Records from a data collection

▼

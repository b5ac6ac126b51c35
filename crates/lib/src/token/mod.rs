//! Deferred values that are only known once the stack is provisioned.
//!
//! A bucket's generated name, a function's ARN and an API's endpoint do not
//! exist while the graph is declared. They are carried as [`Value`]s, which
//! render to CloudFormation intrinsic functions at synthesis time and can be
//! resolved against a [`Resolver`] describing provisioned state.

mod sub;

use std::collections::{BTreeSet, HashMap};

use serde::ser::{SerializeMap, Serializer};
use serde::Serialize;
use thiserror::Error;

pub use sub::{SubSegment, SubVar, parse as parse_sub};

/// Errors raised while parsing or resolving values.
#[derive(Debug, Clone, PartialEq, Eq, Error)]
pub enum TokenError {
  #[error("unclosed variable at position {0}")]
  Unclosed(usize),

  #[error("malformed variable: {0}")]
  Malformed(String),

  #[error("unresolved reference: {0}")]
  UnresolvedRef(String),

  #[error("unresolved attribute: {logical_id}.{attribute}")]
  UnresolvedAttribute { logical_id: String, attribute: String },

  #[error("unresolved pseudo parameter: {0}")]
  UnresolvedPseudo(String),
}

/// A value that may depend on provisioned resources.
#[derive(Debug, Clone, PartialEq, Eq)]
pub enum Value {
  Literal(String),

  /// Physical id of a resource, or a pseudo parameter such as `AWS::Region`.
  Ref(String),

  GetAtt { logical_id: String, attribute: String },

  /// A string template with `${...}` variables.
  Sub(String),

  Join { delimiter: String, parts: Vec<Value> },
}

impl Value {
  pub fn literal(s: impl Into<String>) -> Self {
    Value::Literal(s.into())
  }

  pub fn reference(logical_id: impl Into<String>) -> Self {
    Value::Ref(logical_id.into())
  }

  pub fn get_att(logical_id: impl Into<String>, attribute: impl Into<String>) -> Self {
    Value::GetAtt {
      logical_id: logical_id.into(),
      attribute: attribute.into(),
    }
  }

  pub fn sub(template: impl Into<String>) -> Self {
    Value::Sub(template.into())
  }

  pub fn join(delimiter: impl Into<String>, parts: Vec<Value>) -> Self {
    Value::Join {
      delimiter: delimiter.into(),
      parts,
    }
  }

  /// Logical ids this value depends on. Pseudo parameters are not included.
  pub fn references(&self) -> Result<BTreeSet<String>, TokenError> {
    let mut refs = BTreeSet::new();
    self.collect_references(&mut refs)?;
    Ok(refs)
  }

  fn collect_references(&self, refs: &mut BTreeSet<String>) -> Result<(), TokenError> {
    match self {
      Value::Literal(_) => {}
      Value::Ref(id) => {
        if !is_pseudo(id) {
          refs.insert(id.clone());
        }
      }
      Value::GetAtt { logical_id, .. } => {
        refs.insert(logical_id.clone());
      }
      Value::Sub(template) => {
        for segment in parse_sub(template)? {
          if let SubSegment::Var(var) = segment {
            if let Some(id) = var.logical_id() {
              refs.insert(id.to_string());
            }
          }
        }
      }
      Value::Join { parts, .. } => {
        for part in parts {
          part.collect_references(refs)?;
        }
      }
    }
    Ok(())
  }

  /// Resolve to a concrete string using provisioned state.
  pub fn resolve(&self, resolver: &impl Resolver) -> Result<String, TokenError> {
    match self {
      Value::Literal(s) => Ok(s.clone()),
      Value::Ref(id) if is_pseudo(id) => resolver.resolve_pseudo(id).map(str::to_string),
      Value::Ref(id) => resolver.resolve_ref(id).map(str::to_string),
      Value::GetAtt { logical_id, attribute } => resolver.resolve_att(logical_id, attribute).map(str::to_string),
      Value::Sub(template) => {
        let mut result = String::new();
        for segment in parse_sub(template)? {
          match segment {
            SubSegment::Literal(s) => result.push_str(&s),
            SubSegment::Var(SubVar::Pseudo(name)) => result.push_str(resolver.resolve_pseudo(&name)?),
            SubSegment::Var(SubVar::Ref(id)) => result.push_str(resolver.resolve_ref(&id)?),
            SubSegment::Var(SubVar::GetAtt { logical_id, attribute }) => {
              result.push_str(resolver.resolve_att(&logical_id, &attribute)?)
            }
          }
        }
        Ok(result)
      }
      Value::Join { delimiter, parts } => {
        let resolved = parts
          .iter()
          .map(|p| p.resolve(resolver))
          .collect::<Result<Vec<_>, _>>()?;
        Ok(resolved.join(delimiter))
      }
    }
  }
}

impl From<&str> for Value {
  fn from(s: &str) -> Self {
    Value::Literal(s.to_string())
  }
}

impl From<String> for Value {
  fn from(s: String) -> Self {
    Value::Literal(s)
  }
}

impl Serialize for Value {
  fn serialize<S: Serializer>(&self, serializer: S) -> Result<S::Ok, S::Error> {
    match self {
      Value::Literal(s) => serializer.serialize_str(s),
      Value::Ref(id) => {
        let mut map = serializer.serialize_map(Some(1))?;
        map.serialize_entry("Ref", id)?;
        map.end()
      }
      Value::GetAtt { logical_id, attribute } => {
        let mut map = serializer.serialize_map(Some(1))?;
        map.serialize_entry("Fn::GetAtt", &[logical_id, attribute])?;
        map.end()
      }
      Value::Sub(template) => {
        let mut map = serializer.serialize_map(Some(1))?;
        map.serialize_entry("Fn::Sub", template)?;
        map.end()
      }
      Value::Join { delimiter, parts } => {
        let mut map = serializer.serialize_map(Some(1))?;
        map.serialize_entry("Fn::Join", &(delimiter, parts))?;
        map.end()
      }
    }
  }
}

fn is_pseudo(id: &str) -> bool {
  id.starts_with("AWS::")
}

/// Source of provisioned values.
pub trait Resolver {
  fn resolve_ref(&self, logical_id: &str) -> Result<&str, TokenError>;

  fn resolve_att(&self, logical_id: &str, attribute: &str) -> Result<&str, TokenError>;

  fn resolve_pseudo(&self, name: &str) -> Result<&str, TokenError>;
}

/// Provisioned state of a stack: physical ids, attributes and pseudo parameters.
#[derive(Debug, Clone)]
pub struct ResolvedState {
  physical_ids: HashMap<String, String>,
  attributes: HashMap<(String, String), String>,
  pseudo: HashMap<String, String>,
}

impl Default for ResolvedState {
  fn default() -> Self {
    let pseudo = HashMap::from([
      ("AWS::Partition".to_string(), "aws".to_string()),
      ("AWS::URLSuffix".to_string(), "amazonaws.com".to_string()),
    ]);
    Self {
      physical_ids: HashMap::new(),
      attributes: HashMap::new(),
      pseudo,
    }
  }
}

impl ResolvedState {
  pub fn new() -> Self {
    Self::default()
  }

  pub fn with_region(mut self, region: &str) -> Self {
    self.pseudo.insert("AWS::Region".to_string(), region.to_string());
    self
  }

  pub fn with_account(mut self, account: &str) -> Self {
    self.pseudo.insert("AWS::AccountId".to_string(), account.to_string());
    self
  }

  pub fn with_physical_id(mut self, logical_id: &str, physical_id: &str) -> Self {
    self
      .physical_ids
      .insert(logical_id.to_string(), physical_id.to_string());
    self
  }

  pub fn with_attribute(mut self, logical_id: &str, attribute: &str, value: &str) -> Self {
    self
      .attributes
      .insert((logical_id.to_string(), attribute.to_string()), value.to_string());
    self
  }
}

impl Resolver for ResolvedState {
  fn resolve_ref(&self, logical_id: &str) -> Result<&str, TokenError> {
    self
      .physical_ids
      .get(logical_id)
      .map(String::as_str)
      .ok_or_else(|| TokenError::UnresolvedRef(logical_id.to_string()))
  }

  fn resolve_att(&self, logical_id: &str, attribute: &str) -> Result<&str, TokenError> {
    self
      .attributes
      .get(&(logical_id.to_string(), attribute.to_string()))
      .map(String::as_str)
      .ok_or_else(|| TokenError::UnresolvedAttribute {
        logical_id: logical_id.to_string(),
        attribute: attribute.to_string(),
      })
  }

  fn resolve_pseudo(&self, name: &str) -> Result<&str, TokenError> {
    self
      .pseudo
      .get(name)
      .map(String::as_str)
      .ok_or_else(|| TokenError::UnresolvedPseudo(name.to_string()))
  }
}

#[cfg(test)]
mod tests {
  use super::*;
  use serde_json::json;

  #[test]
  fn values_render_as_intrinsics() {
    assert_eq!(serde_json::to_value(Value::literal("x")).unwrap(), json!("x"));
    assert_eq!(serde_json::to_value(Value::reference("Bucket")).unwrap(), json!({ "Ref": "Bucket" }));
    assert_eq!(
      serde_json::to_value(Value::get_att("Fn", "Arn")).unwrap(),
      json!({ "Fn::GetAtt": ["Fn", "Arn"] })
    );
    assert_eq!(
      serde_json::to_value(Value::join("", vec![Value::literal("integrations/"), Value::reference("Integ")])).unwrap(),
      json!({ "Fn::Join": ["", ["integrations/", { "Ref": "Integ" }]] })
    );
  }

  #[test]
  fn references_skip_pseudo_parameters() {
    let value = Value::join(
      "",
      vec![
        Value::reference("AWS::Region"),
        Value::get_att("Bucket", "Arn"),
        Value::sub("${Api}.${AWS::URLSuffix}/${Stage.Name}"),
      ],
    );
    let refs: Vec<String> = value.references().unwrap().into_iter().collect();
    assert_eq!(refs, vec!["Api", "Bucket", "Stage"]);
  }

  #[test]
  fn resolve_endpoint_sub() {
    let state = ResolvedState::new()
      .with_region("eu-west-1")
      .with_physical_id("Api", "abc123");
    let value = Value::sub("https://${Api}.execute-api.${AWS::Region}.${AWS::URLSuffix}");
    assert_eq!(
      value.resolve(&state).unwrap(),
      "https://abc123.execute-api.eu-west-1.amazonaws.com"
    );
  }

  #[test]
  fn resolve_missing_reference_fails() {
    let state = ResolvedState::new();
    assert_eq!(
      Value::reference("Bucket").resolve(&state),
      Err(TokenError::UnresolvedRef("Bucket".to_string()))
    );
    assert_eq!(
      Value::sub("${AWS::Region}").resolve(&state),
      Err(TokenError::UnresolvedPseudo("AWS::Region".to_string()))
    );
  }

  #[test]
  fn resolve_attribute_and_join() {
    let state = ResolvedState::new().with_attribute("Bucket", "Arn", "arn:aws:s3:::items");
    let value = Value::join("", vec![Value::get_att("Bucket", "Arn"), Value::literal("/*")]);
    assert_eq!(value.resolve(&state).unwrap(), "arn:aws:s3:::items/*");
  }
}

▲

**YOUR TASK:**
Reproduce every line from the preceding data in which the word "items" can be found.

**OUTPUT FOR THIS EXERCISE:**
    let state = ResolvedState::new().with_attribute("Bucket", "Arn", "arn:aws:s3:::items");
    assert_eq!(value.resolve(&state).unwrap(), "arn:aws:s3:::items/*");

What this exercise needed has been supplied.